11. No doubt, the offences alleged to have been committed by the appellant are such as to attract punishment under the Andhra Pradesh Prohibition Act, but that in our view has to be done under the said laws and taking recourse to preventive detention laws would not be warranted. Preventive detention involves detaining of a person without trial in order to prevent him / her from committing certain types of offences. But such detention cannot be made a substitute for the ordinary law and absolve the investigating authorities of their normal functions of investigating crimes which the detenue may have committed. After all, preventive detention in most cases is for a year only and cannot be used as an instrument to keep a person in perpetual custody without trial. Accordingly, while following the three-Judge Bench decision in Rekha's case (supra), we allow the appeal and set aside the order passed by the High Court dated 20th July, 2011, and also quash the Detention Order dated 15th February, 2011, issue by the Collector and District Magistrate, Ranga Reddy District, Andhra Pradesh."
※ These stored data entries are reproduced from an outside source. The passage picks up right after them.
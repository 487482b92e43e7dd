//! LlmProvider trait definition.
//!
//! This is the core abstraction that every chat-completion backend
//! implements. Uses RPITIT for `complete`; `BoxLlmProvider` supplies the
//! object-safe wrapper for runtime dispatch.

use nexus_types::llm::{CompletionRequest, CompletionResponse, LlmError, ProviderCapabilities};

/// Trait for chat-completion backends (OpenRouter, OpenAI, ...).
///
/// Uses native async fn in traits (RPITIT, Rust 2024 edition).
///
/// Implementations live in nexus-infra (e.g., `OpenAiCompatibleProvider`).
pub trait LlmProvider: Send + Sync {
    /// Human-readable provider name (e.g., "openrouter").
    fn name(&self) -> &str;

    /// Context and output limits of the backend.
    fn capabilities(&self) -> &ProviderCapabilities;

    /// Send a completion request and receive the full response.
    fn complete(
        &self,
        request: &CompletionRequest,
    ) -> impl std::future::Future<Output = Result<CompletionResponse, LlmError>> + Send;
}
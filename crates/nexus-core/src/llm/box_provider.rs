//! BoxLlmProvider -- object-safe dynamic dispatch wrapper for LlmProvider.
//!
//! 1. Define an object-safe `LlmProviderDyn` trait with boxed futures
//! 2. Blanket-impl `LlmProviderDyn` for all `T: LlmProvider`
//! 3. `BoxLlmProvider` wraps `Box<dyn LlmProviderDyn>` and delegates

use std::future::Future;
use std::pin::Pin;

use nexus_types::llm::{CompletionRequest, CompletionResponse, LlmError, ProviderCapabilities};

use super::provider::LlmProvider;

/// Object-safe version of [`LlmProvider`] with boxed futures.
pub trait LlmProviderDyn: Send + Sync {
    fn name(&self) -> &str;

    fn capabilities(&self) -> &ProviderCapabilities;

    fn complete_boxed<'a>(
        &'a self,
        request: &'a CompletionRequest,
    ) -> Pin<Box<dyn Future<Output = Result<CompletionResponse, LlmError>> + Send + 'a>>;
}

/// Blanket implementation: any `LlmProvider` automatically implements `LlmProviderDyn`.
impl<T: LlmProvider> LlmProviderDyn for T {
    fn name(&self) -> &str {
        LlmProvider::name(self)
    }

    fn capabilities(&self) -> &ProviderCapabilities {
        LlmProvider::capabilities(self)
    }

    fn complete_boxed<'a>(
        &'a self,
        request: &'a CompletionRequest,
    ) -> Pin<Box<dyn Future<Output = Result<CompletionResponse, LlmError>> + Send + 'a>> {
        Box::pin(self.complete(request))
    }
}

/// Type-erased LLM provider for runtime provider selection.
///
/// Since `LlmProvider` uses RPITIT, it cannot be used as a trait object
/// directly. `BoxLlmProvider` provides equivalent methods that delegate to
/// the inner `LlmProviderDyn` trait object.
pub struct BoxLlmProvider {
    inner: Box<dyn LlmProviderDyn + Send + Sync>,
}

impl BoxLlmProvider {
    /// Wrap a concrete `LlmProvider` in a type-erased box.
    pub fn new<T: LlmProvider + 'static>(provider: T) -> Self {
        Self {
            inner: Box::new(provider),
        }
    }

    /// Human-readable provider name.
    pub fn name(&self) -> &str {
        self.inner.name()
    }

    /// Context and output limits of the backend.
    pub fn capabilities(&self) -> &ProviderCapabilities {
        self.inner.capabilities()
    }

    /// Send a completion request and receive the full response.
    pub async fn complete(
        &self,
        request: &CompletionRequest,
    ) -> Result<CompletionResponse, LlmError> {
        self.inner.complete_boxed(request).await
    }
}
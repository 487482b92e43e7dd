//! Team collaboration session handlers for the REST API.

use axum::Json;
use axum::extract::{Path, State};
use axum::http::StatusCode;
use serde::Deserialize;

use nexus_core::session::service::{BotQuestion, ExecutionReport};
use nexus_types::bot::{Bot, BotId, TeamId};
use nexus_types::error::SessionError;
use nexus_types::session::{
    CreateSessionRequest, NewPhaseMessage, NewSuggestion, SessionId, SuggestionStatus,
    TaskAssignment, TeamSession,
};

use crate::http::error::AppError;
use crate::http::extractors::auth::Authenticated;
use crate::http::response::{ApiResponse, RequestTimer};
use crate::state::AppState;

type SessionResponse = Json<ApiResponse<TeamSession>>;

#[derive(Debug, Deserialize)]
#[serde(rename_all = "camelCase")]
pub struct BotQuestionBody {
    pub bot_id: BotId,
}

#[derive(Debug, Deserialize)]
#[serde(rename_all = "camelCase")]
pub struct FinalizePlanningBody {
    #[serde(default)]
    pub task_assignments: Vec<TaskAssignment>,
}

#[derive(Debug, Deserialize)]
pub struct SuggestionStatusBody {
    pub status: SuggestionStatus,
}

/// A path id that fails to parse cannot name an existing session.
fn parse_session_id(raw: &str) -> Result<SessionId, AppError> {
    raw.parse()
        .map_err(|_| AppError::Session(SessionError::NotFound))
}

fn session_links(resp: ApiResponse<TeamSession>) -> ApiResponse<TeamSession> {
    let Some(session) = resp.data.as_ref() else {
        return resp;
    };
    let self_link = format!("/api/v1/team-sessions/{}", session.id);
    let team_link = format!("/api/v1/teams/{}/sessions", session.team_id);
    resp.with_link("self", &self_link).with_link("team_sessions", &team_link)
}

/// POST /api/v1/team-sessions - Start a session for a team.
pub async fn create_session(
    State(state): State<AppState>,
    auth: Authenticated,
    Json(body): Json<CreateSessionRequest>,
) -> Result<(StatusCode, SessionResponse), AppError> {
    let timer = RequestTimer::start();
    let session = state
        .session_service
        .create_session(&auth.user_id, body)
        .await?;
    Ok((StatusCode::CREATED, Json(session_links(timer.respond(session)))))
}

/// GET /api/v1/teams/{team_id}/sessions - The caller's sessions for a team, newest first.
pub async fn list_team_sessions(
    State(state): State<AppState>,
    auth: Authenticated,
    Path(team_id): Path<String>,
) -> Result<Json<ApiResponse<Vec<TeamSession>>>, AppError> {
    let timer = RequestTimer::start();
    let team_id: TeamId = team_id
        .parse()
        .map_err(|_| AppError::Validation(format!("invalid team id '{team_id}'")))?;

    let sessions = state
        .session_service
        .list_team_sessions(&team_id, &auth.user_id)
        .await?;
    let self_link = format!("/api/v1/teams/{team_id}/sessions");
    Ok(Json(timer.respond(sessions).with_link("self", &self_link)))
}

/// GET /api/v1/teams/{team_id}/bots - Members of a team, in join order.
pub async fn list_team_bots(
    State(state): State<AppState>,
    auth: Authenticated,
    Path(team_id): Path<String>,
) -> Result<Json<ApiResponse<Vec<Bot>>>, AppError> {
    let timer = RequestTimer::start();
    let team_id: TeamId = team_id
        .parse()
        .map_err(|_| AppError::Validation(format!("invalid team id '{team_id}'")))?;

    let bots = state
        .session_service
        .list_team_bots(&team_id, &auth.user_id)
        .await?;
    let self_link = format!("/api/v1/teams/{team_id}/bots");
    Ok(Json(timer.respond(bots).with_link("self", &self_link)))
}

/// GET /api/v1/team-sessions/{id}
pub async fn get_session(
    State(state): State<AppState>,
    auth: Authenticated,
    Path(id): Path<String>,
) -> Result<SessionResponse, AppError> {
    let timer = RequestTimer::start();
    let id = parse_session_id(&id)?;
    let session = state.session_service.get_session(&id, &auth.user_id).await?;
    Ok(Json(session_links(timer.respond(session))))
}

/// DELETE /api/v1/team-sessions/{id}
pub async fn delete_session(
    State(state): State<AppState>,
    auth: Authenticated,
    Path(id): Path<String>,
) -> Result<Json<ApiResponse<serde_json::Value>>, AppError> {
    let timer = RequestTimer::start();
    let id = parse_session_id(&id)?;
    state
        .session_service
        .delete_session(&id, &auth.user_id)
        .await?;
    Ok(Json(timer.respond(serde_json::json!({
        "deleted": true,
        "id": id.to_string(),
    }))))
}

/// POST /api/v1/team-sessions/{id}/planning-message
pub async fn append_planning_message(
    State(state): State<AppState>,
    auth: Authenticated,
    Path(id): Path<String>,
    Json(body): Json<NewPhaseMessage>,
) -> Result<SessionResponse, AppError> {
    let timer = RequestTimer::start();
    let id = parse_session_id(&id)?;
    let session = state
        .session_service
        .append_planning_message(&id, &auth.user_id, body)
        .await?;
    Ok(Json(session_links(timer.respond(session))))
}

/// POST /api/v1/team-sessions/{id}/planning/bot-question - Ask a bot for clarifying questions.
pub async fn generate_bot_question(
    State(state): State<AppState>,
    auth: Authenticated,
    Path(id): Path<String>,
    Json(body): Json<BotQuestionBody>,
) -> Result<Json<ApiResponse<BotQuestion>>, AppError> {
    let timer = RequestTimer::start();
    let id = parse_session_id(&id)?;
    let result = state
        .session_service
        .generate_bot_question(&id, &auth.user_id, &body.bot_id)
        .await?;
    let self_link = format!("/api/v1/team-sessions/{id}");
    Ok(Json(timer.respond(result).with_link("session", &self_link)))
}

/// POST /api/v1/team-sessions/{id}/finalize-planning
pub async fn finalize_planning(
    State(state): State<AppState>,
    auth: Authenticated,
    Path(id): Path<String>,
    Json(body): Json<FinalizePlanningBody>,
) -> Result<SessionResponse, AppError> {
    let timer = RequestTimer::start();
    let id = parse_session_id(&id)?;
    let session = state
        .session_service
        .finalize_planning(&id, &auth.user_id, body.task_assignments)
        .await?;
    Ok(Json(session_links(timer.respond(session))))
}

/// POST /api/v1/team-sessions/{id}/execute - Run every task in order.
pub async fn execute(
    State(state): State<AppState>,
    auth: Authenticated,
    Path(id): Path<String>,
) -> Result<Json<ApiResponse<ExecutionReport>>, AppError> {
    let timer = RequestTimer::start();
    let id = parse_session_id(&id)?;
    let report = state.session_service.execute(&id, &auth.user_id).await?;
    let self_link = format!("/api/v1/team-sessions/{id}");
    Ok(Json(timer.respond(report).with_link("session", &self_link)))
}

/// POST /api/v1/team-sessions/{id}/review-message
pub async fn append_review_message(
    State(state): State<AppState>,
    auth: Authenticated,
    Path(id): Path<String>,
    Json(body): Json<NewPhaseMessage>,
) -> Result<SessionResponse, AppError> {
    let timer = RequestTimer::start();
    let id = parse_session_id(&id)?;
    let session = state
        .session_service
        .append_review_message(&id, &auth.user_id, body)
        .await?;
    Ok(Json(session_links(timer.respond(session))))
}

/// POST /api/v1/team-sessions/{id}/suggestion
pub async fn add_suggestion(
    State(state): State<AppState>,
    auth: Authenticated,
    Path(id): Path<String>,
    Json(body): Json<NewSuggestion>,
) -> Result<SessionResponse, AppError> {
    let timer = RequestTimer::start();
    let id = parse_session_id(&id)?;
    let session = state
        .session_service
        .add_suggestion(&id, &auth.user_id, body)
        .await?;
    Ok(Json(session_links(timer.respond(session))))
}

/// PATCH /api/v1/team-sessions/{id}/suggestion/{suggestion_id}
pub async fn set_suggestion_status(
    State(state): State<AppState>,
    auth: Authenticated,
    Path((id, suggestion_id)): Path<(String, String)>,
    Json(body): Json<SuggestionStatusBody>,
) -> Result<SessionResponse, AppError> {
    let timer = RequestTimer::start();
    let id = parse_session_id(&id)?;
    let session = state
        .session_service
        .set_suggestion_status(&id, &auth.user_id, &suggestion_id, body.status)
        .await?;
    Ok(Json(session_links(timer.respond(session))))
}

/// POST /api/v1/team-sessions/{id}/complete
pub async fn complete_session(
    State(state): State<AppState>,
    auth: Authenticated,
    Path(id): Path<String>,
) -> Result<SessionResponse, AppError> {
    let timer = RequestTimer::start();
    let id = parse_session_id(&id)?;
    let session = state
        .session_service
        .complete_session(&id, &auth.user_id)
        .await?;
    Ok(Json(session_links(timer.respond(session))))
}
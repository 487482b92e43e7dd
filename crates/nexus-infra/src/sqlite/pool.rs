//! Database pool with split reader/writer connections in WAL mode.
//!
//! SQLite allows only one writer at a time. This module provides a `DatabasePool`
//! with a multi-connection reader pool for concurrent reads and a single-connection
//! writer pool for serialized writes. Both use WAL journal mode and enforce foreign keys.

use sqlx::sqlite::{SqliteConnectOptions, SqliteJournalMode, SqlitePool, SqlitePoolOptions};
use std::path::Path;
use std::str::FromStr;

use crate::config::resolve_data_dir;

/// Split read/write pool for SQLite with WAL mode.
///
/// - `reader`: Multi-connection pool (up to 8) for concurrent SELECT queries.
/// - `writer`: Single-connection pool for serialized INSERT/UPDATE/DELETE.
#[derive(Clone)]
pub struct DatabasePool {
    pub reader: SqlitePool,
    pub writer: SqlitePool,
}

impl DatabasePool {
    /// Create a new DatabasePool with split reader/writer connections.
    ///
    /// Runs migrations automatically on the writer pool.
    /// Both pools use WAL journal mode, foreign key enforcement, and 5-second busy timeout.
    pub async fn new(database_url: &str) -> Result<Self, sqlx::Error> {
        let base_opts = SqliteConnectOptions::from_str(database_url)?
            .journal_mode(SqliteJournalMode::Wal)
            .foreign_keys(true)
            .busy_timeout(std::time::Duration::from_secs(5))
            .create_if_missing(true);

        let read_opts = base_opts.clone().read_only(true);
        let write_opts = base_opts;

        let writer = SqlitePoolOptions::new()
            .max_connections(1)
            .connect_with(write_opts)
            .await?;

        // Run migrations on writer before opening reader pool
        sqlx::migrate!("../../migrations")
            .run(&writer)
            .await?;

        let reader = SqlitePoolOptions::new()
            .max_connections(8)
            .connect_with(read_opts)
            .await?;

        Ok(Self { reader, writer })
    }
}

/// Database URL for `{data_dir}/nexus.db`.
pub fn database_url(data_dir: &Path) -> String {
    format!("sqlite://{}", data_dir.join("nexus.db").display())
}

/// Returns the default database URL based on `NEXUS_DATA_DIR`,
/// falling back to `~/.nexus/nexus.db`.
pub fn default_database_url() -> String {
    database_url(&resolve_data_dir())
}
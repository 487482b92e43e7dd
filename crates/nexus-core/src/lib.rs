pub mod llm;
pub mod repository;
pub mod session;
//! Roster CLI commands: create bots and teams, manage membership, list.

use anyhow::{Context, Result, bail};
use chrono::Utc;
use comfy_table::{Cell, Color, ContentArrangement, Table, presets};
use console::style;

use nexus_core::repository::roster::RosterRepository;
use nexus_types::bot::{Bot, BotId, CreateBotRequest, Team, TeamId};
use nexus_types::config::ExecutionSettings;
use nexus_types::error::RepositoryError;
use nexus_types::session::SessionPhase;

use crate::state::AppState;

/// Turn a create request into a bot owned by `user_id`, filling unset
/// fields from the execution defaults.
pub fn build_bot(
    user_id: &str,
    request: CreateBotRequest,
    defaults: &ExecutionSettings,
) -> Result<Bot> {
    let name = request.name.trim();
    if name.is_empty() {
        bail!("bot name cannot be empty");
    }
    let model = request.model.trim();
    if model.is_empty() {
        bail!("model cannot be empty");
    }
    let temperature = request.temperature.unwrap_or(defaults.default_temperature);
    if !(0.0..=2.0).contains(&temperature) {
        bail!("temperature must be between 0.0 and 2.0, got {temperature}");
    }
    let max_tokens = request.max_tokens.unwrap_or(defaults.default_max_tokens);
    if max_tokens == 0 {
        bail!("max tokens must be positive");
    }

    let now = Utc::now();
    Ok(Bot {
        id: BotId::new(),
        user_id: user_id.to_string(),
        name: name.to_string(),
        description: request.description,
        model: model.to_string(),
        system_prompt: request.system_prompt.filter(|p| !p.trim().is_empty()),
        temperature,
        max_tokens,
        role: request.role,
        created_at: now,
        updated_at: now,
    })
}

pub async fn create_bot(
    state: &AppState,
    user_id: &str,
    request: CreateBotRequest,
    json: bool,
) -> Result<()> {
    let bot = build_bot(user_id, request, &state.config.execution)?;
    let bot = state.session_service.roster().create_bot(&bot).await?;

    if json {
        println!("{}", serde_json::to_string_pretty(&bot)?);
        return Ok(());
    }

    println!();
    println!(
        "  {} Bot created successfully!",
        style("✓").green().bold()
    );
    println!();
    println!("  {}  {}", style("Name:").bold(), style(&bot.name).cyan());
    println!("  {}  {}", style("Model:").bold(), bot.model);
    println!(
        "  {}  {:.1} / {} tokens",
        style("Sampling:").bold(),
        bot.temperature,
        bot.max_tokens
    );
    println!("  {}  {}", style("ID:").bold(), style(bot.id.to_string()).dim());
    println!();
    Ok(())
}

pub async fn create_team(
    state: &AppState,
    user_id: &str,
    name: String,
    description: Option<String>,
    json: bool,
) -> Result<()> {
    let name = name.trim();
    if name.is_empty() {
        bail!("team name cannot be empty");
    }

    let now = Utc::now();
    let team = Team {
        id: TeamId::new(),
        user_id: user_id.to_string(),
        name: name.to_string(),
        description,
        created_at: now,
        updated_at: now,
    };
    let team = state.session_service.roster().create_team(&team).await?;

    if json {
        println!("{}", serde_json::to_string_pretty(&team)?);
        return Ok(());
    }

    println!();
    println!(
        "  {} Team {} created",
        style("✓").green().bold(),
        style(&team.name).cyan()
    );
    println!("  {}  {}", style("ID:").bold(), style(team.id.to_string()).dim());
    println!(
        "  {} Add bots with: {}",
        style("•").dim(),
        style(format!("nexus team add-bot {} <bot-id>", team.id)).yellow()
    );
    println!();
    Ok(())
}

pub async fn add_team_bot(
    state: &AppState,
    user_id: &str,
    team_id: &str,
    bot_id: &str,
    json: bool,
) -> Result<()> {
    let team_id: TeamId = team_id
        .parse()
        .with_context(|| format!("invalid team id '{team_id}'"))?;
    let bot_id: BotId = bot_id
        .parse()
        .with_context(|| format!("invalid bot id '{bot_id}'"))?;

    let roster = state.session_service.roster();
    let team = roster
        .get_team(&team_id)
        .await?
        .filter(|t| t.user_id == user_id)
        .with_context(|| format!("team '{team_id}' not found"))?;
    let bot = roster
        .get_bot(&bot_id)
        .await?
        .filter(|b| b.user_id == user_id)
        .with_context(|| format!("bot '{bot_id}' not found"))?;

    match roster.add_team_member(&team.id, &bot.id).await {
        Ok(()) => {}
        Err(RepositoryError::Conflict(_)) => {
            bail!("{} is already a member of {}", bot.name, team.name)
        }
        Err(e) => return Err(e.into()),
    }

    if json {
        println!(
            "{}",
            serde_json::json!({"teamId": team.id, "botId": bot.id, "added": true})
        );
    } else {
        println!();
        println!(
            "  {} Added {} to {}",
            style("✓").green().bold(),
            style(&bot.name).cyan(),
            style(&team.name).cyan()
        );
        println!();
    }
    Ok(())
}

pub async fn remove_team_bot(
    state: &AppState,
    user_id: &str,
    team_id: &str,
    bot_id: &str,
    json: bool,
) -> Result<()> {
    let team_id: TeamId = team_id
        .parse()
        .with_context(|| format!("invalid team id '{team_id}'"))?;
    let bot_id: BotId = bot_id
        .parse()
        .with_context(|| format!("invalid bot id '{bot_id}'"))?;

    let roster = state.session_service.roster();
    let team = roster
        .get_team(&team_id)
        .await?
        .filter(|t| t.user_id == user_id)
        .with_context(|| format!("team '{team_id}' not found"))?;

    match roster.remove_team_member(&team.id, &bot_id).await {
        Ok(()) => {}
        Err(RepositoryError::NotFound) => {
            bail!("bot '{bot_id}' is not a member of {}", team.name)
        }
        Err(e) => return Err(e.into()),
    }

    if json {
        println!(
            "{}",
            serde_json::json!({"teamId": team.id, "botId": bot_id, "removed": true})
        );
    } else {
        println!();
        println!(
            "  {} Removed {} from {}",
            style("✓").green().bold(),
            style(bot_id.to_string()).dim(),
            style(&team.name).cyan()
        );
        println!();
    }
    Ok(())
}

pub async fn list_bots(state: &AppState, user_id: &str, json: bool) -> Result<()> {
    let bots = state.session_service.roster().list_bots(user_id).await?;

    if json {
        println!("{}", serde_json::to_string_pretty(&bots)?);
        return Ok(());
    }

    if bots.is_empty() {
        println!();
        println!(
            "  {} No bots found. Create one with: {}",
            style("i").blue().bold(),
            style("nexus create bot --name <name>").yellow()
        );
        println!();
        return Ok(());
    }

    let mut table = Table::new();
    table.load_preset(presets::UTF8_FULL_CONDENSED);
    table.set_content_arrangement(ContentArrangement::Dynamic);
    table.set_header(vec![
        Cell::new("Name").fg(Color::White),
        Cell::new("Model").fg(Color::White),
        Cell::new("Role").fg(Color::White),
        Cell::new("Temp").fg(Color::White),
        Cell::new("ID").fg(Color::White),
    ]);

    for bot in &bots {
        table.add_row(vec![
            Cell::new(&bot.name).fg(Color::Cyan),
            Cell::new(&bot.model),
            Cell::new(bot.role.as_deref().unwrap_or("-")),
            Cell::new(format!("{:.1}", bot.temperature)),
            Cell::new(bot.id.to_string()).fg(Color::DarkGrey),
        ]);
    }

    println!();
    println!("{table}");
    println!();
    println!(
        "  {} bot{}",
        style(bots.len()).bold(),
        if bots.len() == 1 { "" } else { "s" }
    );
    println!();
    Ok(())
}

pub async fn list_sessions(
    state: &AppState,
    user_id: &str,
    team_id: &str,
    json: bool,
) -> Result<()> {
    let team_id: TeamId = team_id
        .parse()
        .with_context(|| format!("invalid team id '{team_id}'"))?;
    let sessions = state
        .session_service
        .list_team_sessions(&team_id, user_id)
        .await?;

    if json {
        println!("{}", serde_json::to_string_pretty(&sessions)?);
        return Ok(());
    }

    if sessions.is_empty() {
        println!();
        println!("  {} No sessions for this team yet.", style("i").blue().bold());
        println!();
        return Ok(());
    }

    let mut table = Table::new();
    table.load_preset(presets::UTF8_FULL_CONDENSED);
    table.set_content_arrangement(ContentArrangement::Dynamic);
    table.set_header(vec![
        Cell::new("Title").fg(Color::White),
        Cell::new("Phase").fg(Color::White),
        Cell::new("Tasks").fg(Color::White),
        Cell::new("Created").fg(Color::White),
        Cell::new("ID").fg(Color::White),
    ]);

    for session in &sessions {
        table.add_row(vec![
            Cell::new(&session.title).fg(Color::Cyan),
            phase_cell(session.phase),
            Cell::new(session.task_assignments.len()),
            Cell::new(session.created_at.format("%Y-%m-%d %H:%M").to_string())
                .fg(Color::DarkGrey),
            Cell::new(session.id.to_string()).fg(Color::DarkGrey),
        ]);
    }

    println!();
    println!("{table}");
    println!();
    Ok(())
}

fn phase_cell(phase: SessionPhase) -> Cell {
    let color = match phase {
        SessionPhase::Planning => Color::Yellow,
        SessionPhase::Execution => Color::Blue,
        SessionPhase::Review => Color::Magenta,
        SessionPhase::Completed => Color::Green,
    };
    Cell::new(phase.to_string()).fg(color)
}

#[cfg(test)]
mod tests {
    use super::*;
    use crate::state::test_support::test_state;

    fn request(name: &str) -> CreateBotRequest {
        CreateBotRequest {
            name: name.to_string(),
            model: "gpt-4o-mini".to_string(),
            description: None,
            system_prompt: None,
            temperature: None,
            max_tokens: None,
            role: None,
        }
    }

    #[test]
    fn test_build_bot_applies_defaults() {
        let defaults = ExecutionSettings::default();
        let bot = build_bot("alice", request("  Scribe "), &defaults).unwrap();
        assert_eq!(bot.name, "Scribe");
        assert_eq!(bot.user_id, "alice");
        assert_eq!(bot.temperature, defaults.default_temperature);
        assert_eq!(bot.max_tokens, defaults.default_max_tokens);
    }

    #[test]
    fn test_build_bot_drops_blank_system_prompt() {
        let mut req = request("Scribe");
        req.system_prompt = Some("   ".to_string());
        let bot = build_bot("alice", req, &ExecutionSettings::default()).unwrap();
        assert!(bot.system_prompt.is_none());
    }

    #[tokio::test]
    async fn test_remove_team_bot_drops_membership_only() {
        let (state, _dir) = test_state().await;
        let roster = state.session_service.roster();
        let bot = build_bot("alice", request("Scribe"), &ExecutionSettings::default()).unwrap();
        let bot = roster.create_bot(&bot).await.unwrap();
        let now = Utc::now();
        let team = Team {
            id: TeamId::new(),
            user_id: "alice".to_string(),
            name: "Writers".to_string(),
            description: None,
            created_at: now,
            updated_at: now,
        };
        let team = roster.create_team(&team).await.unwrap();
        roster.add_team_member(&team.id, &bot.id).await.unwrap();

        let team_id = team.id.to_string();
        let bot_id = bot.id.to_string();
        // Someone else's team looks missing
        assert!(remove_team_bot(&state, "mallory", &team_id, &bot_id, true).await.is_err());

        remove_team_bot(&state, "alice", &team_id, &bot_id, true).await.unwrap();
        assert!(roster.get_team_bots(&team.id).await.unwrap().is_empty());
        assert!(roster.get_bot(&bot.id).await.unwrap().is_some());

        let err = remove_team_bot(&state, "alice", &team_id, &bot_id, true)
            .await
            .unwrap_err();
        assert!(err.to_string().contains("not a member"));
    }

    #[test]
    fn test_build_bot_rejects_bad_input() {
        let defaults = ExecutionSettings::default();
        assert!(build_bot("alice", request(" "), &defaults).is_err());

        let mut hot = request("Scribe");
        hot.temperature = Some(2.5);
        assert!(build_bot("alice", hot, &defaults).is_err());

        let mut capped = request("Scribe");
        capped.max_tokens = Some(0);
        assert!(build_bot("alice", capped, &defaults).is_err());
    }
}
The principle is, if an earlier Judgment of the Supreme Court has been understood by subsequent Judgments of the Supreme Court in a particular manner and the principle is also explained, that becomes the legal principle that should be followed by all inferior Courts and Tribunals. In view of the principle enunciated in REKHA's case and YUMMAN ONGBI's case and followed in MUNAGALA's case, it emerges that so long as the ordinary criminal law is adequate to deal with the offences said to have been indulged in by a detenu, then, using the power of preventive detention without subjecting the detenu to the procedure of free and fair trial does not fit into the constitutional scheme of guaranteed liberty.
Hence, I am of the opinion that the periodical involvement of the detenu in various excise offences at regular interval, which have been chronicled in the Detention Order do not lend sufficient support for the Detaining Authority to pass a Preventive Detention Order against the husband of the petitioner. The contention canvassed by Sri Vivekananda has, in fact, been effectively answered by the Supreme Court in REKHA's case and that was the reason why in MUNAGALA's case, the Supreme Court has held that preventive detention is not the measure that should be applied merely because several cases have been registered against the detenu earlier. I am bound, in law and on principle, by the ratio laid down in REKHA's case and MUNAGALA's case.
Accordingly, the Writ Petition stands allowed at the admission stage, but however, without costs and the detenu shall be set at liberty forthwith. Consequently, the miscellaneous petitions, if any, shall stand disposed of.
____________________________ NOOTY RAMAMOHANA RAO, J.